▸ What you have to do
Write out exactly the lines of the entries below, from the first through the line containing "per registered type;", and nothing beyond them.

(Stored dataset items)
[Start of section]

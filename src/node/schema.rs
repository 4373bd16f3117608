//! Static node shape declarations.
//!
//! A [`NodeSchema`] declares the ports and properties every instance of a
//! node type starts with. The registry holds one schema per registered type;
//! instances materialize their ports from it on first initialization.
//! Dynamic shape on top of the schema is described by [`DynamicLayout`],
//! recomputed from property values after every property edit.

use crate::value::{Value, ValueType};

/// Declaration of one port in a schema or dynamic layout.
#[derive(Debug, Clone, PartialEq)]
pub struct PortSpec {
    pub name: String,
    pub value_type: ValueType,
    pub visible: bool,
}

impl PortSpec {
    pub fn new(name: impl Into<String>, value_type: ValueType) -> Self {
        Self {
            name: name.into(),
            value_type,
            visible: true,
        }
    }

    pub fn hidden(mut self) -> Self {
        self.visible = false;
        self
    }
}

/// Declaration of one configuration property.
#[derive(Debug, Clone, PartialEq)]
pub struct PropertySpec {
    pub name: String,
    pub value_type: ValueType,
    pub default: Value,
    /// Promotable properties get a same-named dynamic input port so graphs
    /// can drive the value instead of the stored configuration.
    pub connectable: bool,
}

impl PropertySpec {
    pub fn new(name: impl Into<String>, value_type: ValueType, default: Value) -> Self {
        Self {
            name: name.into(),
            value_type,
            default,
            connectable: false,
        }
    }

    pub fn connectable(mut self) -> Self {
        self.connectable = true;
        self
    }
}

/// Static shape of a node type: its ports and properties.
///
/// Built fluently by node implementations:
///
/// ```
/// use flowcanvas::node::NodeSchema;
/// use flowcanvas::value::{Value, ValueType};
///
/// let schema = NodeSchema::new()
///     .input("a", ValueType::Float)
///     .input("b", ValueType::Float)
///     .output("sum", ValueType::Float)
///     .flow_in("run")
///     .flow_out("done")
///     .property("round", ValueType::Bool, Value::Bool(false));
/// assert_eq!(schema.inputs.len(), 2);
/// ```
#[derive(Debug, Clone, Default, PartialEq)]
pub struct NodeSchema {
    pub inputs: Vec<PortSpec>,
    pub outputs: Vec<PortSpec>,
    pub flow_ins: Vec<PortSpec>,
    pub flow_outs: Vec<PortSpec>,
    pub properties: Vec<PropertySpec>,
}

impl NodeSchema {
    pub fn new() -> Self {
        Self::default()
    }

    #[must_use]
    pub fn input(mut self, name: impl Into<String>, value_type: ValueType) -> Self {
        self.inputs.push(PortSpec::new(name, value_type));
        self
    }

    #[must_use]
    pub fn input_spec(mut self, spec: PortSpec) -> Self {
        self.inputs.push(spec);
        self
    }

    #[must_use]
    pub fn output(mut self, name: impl Into<String>, value_type: ValueType) -> Self {
        self.outputs.push(PortSpec::new(name, value_type));
        self
    }

    #[must_use]
    pub fn flow_in(mut self, name: impl Into<String>) -> Self {
        self.flow_ins.push(PortSpec::new(name, ValueType::Flow));
        self
    }

    #[must_use]
    pub fn flow_out(mut self, name: impl Into<String>) -> Self {
        self.flow_outs.push(PortSpec::new(name, ValueType::Flow));
        self
    }

    #[must_use]
    pub fn property(
        mut self,
        name: impl Into<String>,
        value_type: ValueType,
        default: Value,
    ) -> Self {
        self.properties
            .push(PropertySpec::new(name, value_type, default));
        self
    }

    #[must_use]
    pub fn connectable_property(
        mut self,
        name: impl Into<String>,
        value_type: ValueType,
        default: Value,
    ) -> Self {
        self.properties
            .push(PropertySpec::new(name, value_type, default).connectable());
        self
    }
}

/// Desired dynamic shape of a node, computed from its current property
/// values. The canvas diffs this against the node's present dynamic
/// elements: stale ones are disconnected and removed, missing ones added,
/// and everything declared in the static schema is left untouched.
#[derive(Debug, Clone, Default, PartialEq)]
pub struct DynamicLayout {
    pub inputs: Vec<PortSpec>,
    pub outputs: Vec<PortSpec>,
    pub flow_ins: Vec<PortSpec>,
    pub flow_outs: Vec<PortSpec>,
    pub properties: Vec<PropertySpec>,
}

impl DynamicLayout {
    pub fn new() -> Self {
        Self::default()
    }

    #[must_use]
    pub fn input(mut self, name: impl Into<String>, value_type: ValueType) -> Self {
        self.inputs.push(PortSpec::new(name, value_type));
        self
    }

    #[must_use]
    pub fn output(mut self, name: impl Into<String>, value_type: ValueType) -> Self {
        self.outputs.push(PortSpec::new(name, value_type));
        self
    }

    #[must_use]
    pub fn flow_in(mut self, name: impl Into<String>) -> Self {
        self.flow_ins.push(PortSpec::new(name, ValueType::Flow));
        self
    }

    #[must_use]
    pub fn flow_out(mut self, name: impl Into<String>) -> Self {
        self.flow_outs.push(PortSpec::new(name, ValueType::Flow));
        self
    }

    #[must_use]
    pub fn property(
        mut self,
        name: impl Into<String>,
        value_type: ValueType,
        default: Value,
    ) -> Self {
        self.properties
            .push(PropertySpec::new(name, value_type, default));
        self
    }

    pub fn is_empty(&self) -> bool {
        self.inputs.is_empty()
            && self.outputs.is_empty()
            && self.flow_ins.is_empty()
            && self.flow_outs.is_empty()
            && self.properties.is_empty()
    }
}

[End of section]

▸ Finished exercise
filename src/node/schema.rs
repository 4373bd16f3117608
//! Static node shape declarations.
//!
//! A [`NodeSchema`] declares the ports and properties every instance of a
//! node type starts with. The registry holds one schema per registered type;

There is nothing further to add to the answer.